* _EXERCISE GOAL_: Show every line in the entries below where the word "drops" appears.

** Opening INFORMATION GIVEN block **

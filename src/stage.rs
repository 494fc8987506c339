use crate::cancel::CancelToken;
use crate::config::{BurstFn, GeneratorFn, StageConfig, WorkerFn};
use crate::error::{Result, SimulatorError, WorkerError};
use crate::metrics::StageMetrics;
use crate::tracker::{BlockingTracker, SiteLabels, WorkerHandle};
use crossbeam::channel::{bounded, Receiver, Sender, TryRecvError, TrySendError};
use crossbeam::select;
use std::panic::{catch_unwind, AssertUnwindSafe};
use std::sync::atomic::{AtomicBool, Ordering};
use std::sync::Arc;
use std::thread::{self, JoinHandle};
use std::time::{Duration, Instant};
use tracing::{debug, trace};

/// Position-derived role of a stage within the pipeline.
///
/// Assigned by the simulator at start: index 0 is the generator, the last
/// index is the sink, everything in between is interior.
#[derive(Debug, Clone, Copy, PartialEq, Eq)]
pub enum Role {
    Generator,
    Interior,
    Sink,
}

/// A processing stage in the pipeline.
///
/// A stage owns its output buffer and runs `worker_count` identical workers
/// that either generate items (generator role) or consume from the previous
/// stage's output and produce into their own (interior role). The sink reads
/// and discards; it still owns an output buffer that nobody reads.
pub struct Stage<T> {
    name: String,
    config: StageConfig<T>,
    role: Role,
    input: Option<Receiver<T>>,
    output_tx: Option<Sender<T>>,
    output_rx: Option<Receiver<T>>,
    metrics: Arc<StageMetrics>,
    tracker: Arc<BlockingTracker>,
}

impl<T: Send + 'static> Stage<T> {
    /// Create a new stage with the given configuration.
    pub fn new(name: impl Into<String>, config: StageConfig<T>) -> Self {
        let (output_tx, output_rx) = bounded(config.buffer_capacity);
        Self {
            name: name.into(),
            config,
            role: Role::Interior,
            input: None,
            output_tx: Some(output_tx),
            output_rx: Some(output_rx),
            metrics: Arc::new(StageMetrics::new()),
            tracker: Arc::new(BlockingTracker::new()),
        }
    }

    pub fn name(&self) -> &str {
        &self.name
    }

    pub fn config(&self) -> &StageConfig<T> {
        &self.config
    }

    pub fn role(&self) -> Role {
        self.role
    }

    /// The stage's metrics accumulator. Safe to read at any time; stable
    /// once `Simulator::start` has returned.
    pub fn metrics(&self) -> &StageMetrics {
        &self.metrics
    }

    /// The stage's blocked-time tracker.
    pub fn tracker(&self) -> &BlockingTracker {
        &self.tracker
    }

    pub(crate) fn set_role(&mut self, role: Role) {
        self.role = role;
    }

    pub(crate) fn take_output_rx(&mut self) -> Option<Receiver<T>> {
        self.output_rx.take()
    }

    pub(crate) fn set_input(&mut self, input: Receiver<T>) {
        self.input = Some(input);
    }

    /// Pre-spawn validation. Which functions are required depends on the
    /// role; capacities and budgets are unsigned and therefore cannot be
    /// negative.
    pub(crate) fn validate(&self) -> Result<()> {
        if self.name.is_empty() {
            return Err(SimulatorError::EmptyStageName);
        }
        if self.config.worker_count == 0 {
            return Err(SimulatorError::ZeroWorkers(self.name.clone()));
        }
        match self.role {
            Role::Generator if self.config.generator_fn.is_none() => {
                Err(SimulatorError::MissingGeneratorFn(self.name.clone()))
            }
            Role::Interior if self.config.worker_fn.is_none() => {
                Err(SimulatorError::MissingWorkerFn(self.name.clone()))
            }
            _ => Ok(()),
        }
    }

    /// Spawn the stage's workers. The master output sender is surrendered to
    /// the workers: when the last of them exits, the channel disconnects and
    /// the next stage observes end-of-input after draining.
    pub(crate) fn spawn(&mut self, cancel: &CancelToken) -> Result<Vec<JoinHandle<()>>> {
        self.metrics.start();

        let shared = Arc::new(WorkerShared {
            name: self.name.clone(),
            sites: SiteLabels::for_stage(&self.name),
            metrics: Arc::clone(&self.metrics),
            tracker: Arc::clone(&self.tracker),
            stop_latch: AtomicBool::new(false),
            worker_delay: self.config.worker_delay,
            retry_budget: self.config.retry_budget,
            drop_on_backpressure: self.config.drop_on_backpressure,
        });

        let output_tx = self
            .output_tx
            .take()
            .ok_or_else(|| SimulatorError::UnwiredStage(self.name.clone()))?;

        debug!(
            stage = %self.name,
            role = ?self.role,
            workers = self.config.worker_count,
            buffer = self.config.buffer_capacity,
            "spawning stage workers"
        );

        let mut handles = Vec::with_capacity(self.config.worker_count);
        match self.role {
            Role::Generator => {
                let generator = self
                    .config
                    .generator_fn
                    .clone()
                    .ok_or_else(|| SimulatorError::MissingGeneratorFn(self.name.clone()))?;
                let burst = self.burst_plan();
                let interval = self.config.generation_interval;
                for _ in 0..self.config.worker_count {
                    let shared = Arc::clone(&shared);
                    let generator = generator.clone();
                    let burst = burst.clone();
                    let output = output_tx.clone();
                    let cancel = cancel.clone();
                    handles.push(thread::spawn(move || {
                        run_generator(shared, generator, interval, burst, output, cancel);
                    }));
                }
            }
            Role::Interior | Role::Sink => {
                let input = self
                    .input
                    .take()
                    .ok_or_else(|| SimulatorError::UnwiredStage(self.name.clone()))?;
                // The sink reads and discards; any worker function on it is
                // ignored and consumed items are accounted as drops.
                let work = match self.role {
                    Role::Interior => self.config.worker_fn.clone(),
                    _ => None,
                };
                for _ in 0..self.config.worker_count {
                    let shared = Arc::clone(&shared);
                    let work = work.clone();
                    let input = input.clone();
                    let output = output_tx.clone();
                    let cancel = cancel.clone();
                    handles.push(thread::spawn(move || {
                        run_worker(shared, work, input, output, cancel);
                    }));
                }
            }
        }

        Ok(handles)
    }

    fn burst_plan(&self) -> Option<BurstPlan<T>> {
        let burst = self.config.burst_fn.clone()?;
        if self.config.burst_total == 0 {
            return None;
        }
        Some(BurstPlan {
            burst,
            interval: self.config.burst_interval,
            total: self.config.burst_total,
        })
    }
}

impl<T> std::fmt::Debug for Stage<T> {
    fn fmt(&self, f: &mut std::fmt::Formatter<'_>) -> std::fmt::Result {
        f.debug_struct("Stage")
            .field("name", &self.name)
            .field("role", &self.role)
            .field("config", &self.config)
            .finish()
    }
}

/// State shared by all workers of one stage.
struct WorkerShared {
    name: String,
    sites: SiteLabels,
    metrics: Arc<StageMetrics>,
    tracker: Arc<BlockingTracker>,
    // Claimed by the first worker to exit; the claimant latches the metrics
    // stop so the measurement window ends when the stage starts winding down.
    stop_latch: AtomicBool,
    worker_delay: Duration,
    retry_budget: u32,
    drop_on_backpressure: bool,
}

impl WorkerShared {
    /// Send one ready item under the stage's backpressure policy.
    ///
    /// Non-blocking first: an immediately available slot is the fast path.
    /// On a full buffer the policy decides between dropping and blocking;
    /// a blocking send races the cancellation signal. A disconnected
    /// downstream (all of its workers departed) accounts exactly one drop.
    fn send_output<T>(
        &self,
        item: T,
        worker: &WorkerHandle,
        output: &Sender<T>,
        cancel: &CancelToken,
    ) {
        let start = Instant::now();
        match output.try_send(item) {
            Ok(()) => {
                self.metrics.record_output();
                worker.record_block(&self.sites.send_fast, start.elapsed());
            }
            Err(TrySendError::Disconnected(_)) => {
                self.metrics.record_dropped();
            }
            Err(TrySendError::Full(item)) => {
                if self.drop_on_backpressure {
                    self.metrics.record_dropped();
                    worker.record_block(&self.sites.send_drop, start.elapsed());
                    trace!(stage = %self.name, "output full, item dropped");
                    return;
                }
                select! {
                    recv(cancel.receiver()) -> _ => {
                        self.metrics.record_dropped();
                        worker.record_block(&self.sites.ctx_done, start.elapsed());
                    }
                    send(output, item) -> sent => {
                        match sent {
                            Ok(()) => {
                                self.metrics.record_output();
                                worker.record_block(&self.sites.send_block, start.elapsed());
                            }
                            Err(_) => self.metrics.record_dropped(),
                        }
                    }
                }
            }
        }
    }

    /// Per-worker exit path. Only one worker per stage claims the latch and
    /// stops the metrics clock; everyone else just departs. The worker's
    /// clone of the output sender drops with its thread, and the channel
    /// disconnects once the last clone is gone.
    fn terminate(&self, worker: WorkerHandle) {
        if self
            .stop_latch
            .compare_exchange(false, true, Ordering::AcqRel, Ordering::Acquire)
            .is_ok()
        {
            self.metrics.stop();
            debug!(stage = %self.name, "measurement window closed");
        }
        worker.close();
    }
}

struct BurstPlan<T> {
    burst: BurstFn<T>,
    interval: Duration,
    total: u32,
}

impl<T> Clone for BurstPlan<T> {
    fn clone(&self) -> Self {
        Self {
            burst: self.burst.clone(),
            interval: self.interval,
            total: self.total,
        }
    }
}

fn run_generator<T: Send + 'static>(
    shared: Arc<WorkerShared>,
    generator: GeneratorFn<T>,
    interval: Duration,
    burst: Option<BurstPlan<T>>,
    output: Sender<T>,
    cancel: CancelToken,
) {
    let worker = shared.tracker.open_worker();
    let produce = generator.as_ref();
    let mut bursts_fired = 0u32;
    let mut last_burst = Instant::now();

    while !cancel.is_cancelled() {
        if let Some(plan) = &burst {
            if bursts_fired < plan.total && last_burst.elapsed() >= plan.interval {
                execute_burst(&shared, plan, &worker, &output, &cancel);
                bursts_fired += 1;
                last_burst = Instant::now();
                continue;
            }
        }

        if !interval.is_zero() {
            thread::sleep(interval);
        }

        match catch_unwind(AssertUnwindSafe(produce)) {
            Ok(item) => {
                shared.metrics.record_generated();
                shared.send_output(item, &worker, &output, &cancel);
            }
            Err(_) => {
                // The item existed only notionally; keep the generator
                // identity output + dropped = generated intact.
                shared.metrics.record_generated();
                shared.metrics.record_dropped();
                trace!(stage = %shared.name, "generator function panicked, item dropped");
            }
        }
    }

    shared.terminate(worker);
}

fn execute_burst<T: Send + 'static>(
    shared: &WorkerShared,
    plan: &BurstPlan<T>,
    worker: &WorkerHandle,
    output: &Sender<T>,
    cancel: &CancelToken,
) {
    let items = match catch_unwind(AssertUnwindSafe(plan.burst.as_ref())) {
        Ok(items) => items,
        Err(_) => {
            shared.metrics.record_generated();
            shared.metrics.record_dropped();
            return;
        }
    };

    shared.metrics.record_generated_batch(items.len() as u64);
    let mut remaining = items.into_iter();
    while let Some(item) = remaining.next() {
        if cancel.is_cancelled() {
            shared.metrics.record_dropped_batch(1 + remaining.len() as u64);
            return;
        }
        shared.send_output(item, worker, output, cancel);
    }
}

** Closing INFORMATION GIVEN block **

* _EXERCISE RESPONSE_:
                // ignored and consumed items are accounted as drops.
    /// clone of the output sender drops with its thread, and the channel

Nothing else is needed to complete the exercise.